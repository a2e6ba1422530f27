//! Input Scripts
//!
//! A recorded (or synthesized) stream of per-tick pointer samples that can
//! be replayed through a [`GestureSession`] deterministically.

use serde::{Deserialize, Serialize};
use std::path::Path;

use super::session::{GestureSession, TickOutcome};
use crate::capture::types::{Gesture, PointerSample};

/// Current input script format version
pub const CURRENT_FORMAT_VERSION: &str = "1.0";

/// Pointer samples, one per tick
#[derive(Debug, Clone, PartialEq, Serialize, Deserialize)]
pub struct InputScript {
    #[serde(default = "default_format_version")]
    pub format_version: String,
    pub samples: Vec<PointerSample>,
}

fn default_format_version() -> String {
    CURRENT_FORMAT_VERSION.to_string()
}

impl InputScript {
    pub fn new(samples: Vec<PointerSample>) -> Self {
        Self {
            format_version: default_format_version(),
            samples,
        }
    }

    /// Synthesize the tick stream that draws `gesture`.
    ///
    /// Gesture points are in classification space, so the vertical flip
    /// applied by capture is undone here. Each stroke is pressed, dragged
    /// and released; `idle_ticks` further release ticks follow the last
    /// stroke so idle-timeout capture can finish the gesture.
    pub fn from_gesture(gesture: &Gesture, idle_ticks: u32) -> Self {
        let mut samples = Vec::with_capacity(gesture.len() + gesture.stroke_count() + idle_ticks as usize);

        let points = gesture.points();
        let mut start = 0;
        while start < points.len() {
            let stroke_id = points[start].stroke_id;
            let end = points[start..]
                .iter()
                .position(|p| p.stroke_id != stroke_id)
                .map(|offset| start + offset)
                .unwrap_or(points.len());

            for p in &points[start..end] {
                samples.push(PointerSample::down(p.x, -p.y));
            }
            let last = points[end - 1];
            samples.push(PointerSample::up(last.x, -last.y));

            start = end;
        }

        if let Some(&last) = samples.last() {
            for _ in 0..idle_ticks {
                samples.push(last);
            }
        }

        Self::new(samples)
    }

    pub fn len(&self) -> usize {
        self.samples.len()
    }

    pub fn is_empty(&self) -> bool {
        self.samples.is_empty()
    }

    /// Feed every sample to `session`, returning the outcomes that were
    /// neither `Pending` nor `Paused`
    pub fn play(&self, session: &mut GestureSession) -> Vec<TickOutcome> {
        self.samples
            .iter()
            .map(|&sample| session.tick(sample))
            .filter(|outcome| !matches!(outcome, TickOutcome::Pending | TickOutcome::Paused))
            .collect()
    }

    /// Save script to a file
    pub fn save(&self, path: &Path) -> crate::Result<()> {
        if let Some(parent) = path.parent() {
            if !parent.as_os_str().is_empty() {
                std::fs::create_dir_all(parent)?;
            }
        }
        let json = serde_json::to_string_pretty(self)?;
        std::fs::write(path, json)?;
        Ok(())
    }

    /// Load script from a file.
    ///
    /// Logs a warning if the script was saved with an unknown format version.
    pub fn load(path: &Path) -> crate::Result<Self> {
        let content = std::fs::read_to_string(path)?;
        let script: InputScript = serde_json::from_str(&content)?;
        if script.format_version != CURRENT_FORMAT_VERSION {
            tracing::warn!(
                path = %path.display(),
                found = %script.format_version,
                expected = CURRENT_FORMAT_VERSION,
                "Input script has different format version"
            );
        }
        Ok(script)
    }
}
....
• What is needed
Reproduce all of the material verbatim.

• Answer for the task
repository a2e6ba1422530f27
//! Input Scripts
//!
//! A recorded (or synthesized) stream of per-tick pointer samples that can
//! be replayed through a [`GestureSession`] deterministically.

use serde::{Deserialize, Serialize};
use std::path::Path;

use super::session::{GestureSession, TickOutcome};
use crate::capture::types::{Gesture, PointerSample};

/// Current input script format version
pub const CURRENT_FORMAT_VERSION: &str = "1.0";

/// Pointer samples, one per tick
#[derive(Debug, Clone, PartialEq, Serialize, Deserialize)]
pub struct InputScript {
    #[serde(default = "default_format_version")]
    pub format_version: String,
    pub samples: Vec<PointerSample>,
}

fn default_format_version() -> String {
    CURRENT_FORMAT_VERSION.to_string()
}

impl InputScript {
    pub fn new(samples: Vec<PointerSample>) -> Self {
        Self {
            format_version: default_format_version(),
            samples,
        }
    }

    /// Synthesize the tick stream that draws `gesture`.
    ///
    /// Gesture points are in classification space, so the vertical flip
    /// applied by capture is undone here. Each stroke is pressed, dragged
    /// and released; `idle_ticks` further release ticks follow the last
    /// stroke so idle-timeout capture can finish the gesture.
    pub fn from_gesture(gesture: &Gesture, idle_ticks: u32) -> Self {
        let mut samples = Vec::with_capacity(gesture.len() + gesture.stroke_count() + idle_ticks as usize);

        let points = gesture.points();
        let mut start = 0;
        while start < points.len() {
            let stroke_id = points[start].stroke_id;
            let end = points[start..]
                .iter()
                .position(|p| p.stroke_id != stroke_id)
                .map(|offset| start + offset)
                .unwrap_or(points.len());

            for p in &points[start..end] {
                samples.push(PointerSample::down(p.x, -p.y));
            }
            let last = points[end - 1];
            samples.push(PointerSample::up(last.x, -last.y));

            start = end;
        }

        if let Some(&last) = samples.last() {
            for _ in 0..idle_ticks {
                samples.push(last);
            }
        }

        Self::new(samples)
    }

    pub fn len(&self) -> usize {
        self.samples.len()
    }

    pub fn is_empty(&self) -> bool {
        self.samples.is_empty()
    }

    /// Feed every sample to `session`, returning the outcomes that were
    /// neither `Pending` nor `Paused`
    pub fn play(&self, session: &mut GestureSession) -> Vec<TickOutcome> {
        self.samples
            .iter()
            .map(|&sample| session.tick(sample))
            .filter(|outcome| !matches!(outcome, TickOutcome::Pending | TickOutcome::Paused))
            .collect()
    }

    /// Save script to a file
    pub fn save(&self, path: &Path) -> crate::Result<()> {
        if let Some(parent) = path.parent() {
            if !parent.as_os_str().is_empty() {
                std::fs::create_dir_all(parent)?;
            }
        }
        let json = serde_json::to_string_pretty(self)?;
        std::fs::write(path, json)?;
        Ok(())
    }

    /// Load script from a file.
    ///
    /// Logs a warning if the script was saved with an unknown format version.
    pub fn load(path: &Path) -> crate::Result<Self> {
        let content = std::fs::read_to_string(path)?;
        let script: InputScript = serde_json::from_str(&content)?;
        if script.format_version != CURRENT_FORMAT_VERSION {
            tracing::warn!(
                path = %path.display(),
                found = %script.format_version,
                expected = CURRENT_FORMAT_VERSION,
                "Input script has different format version"
            );
        }
        Ok(script)
    }
}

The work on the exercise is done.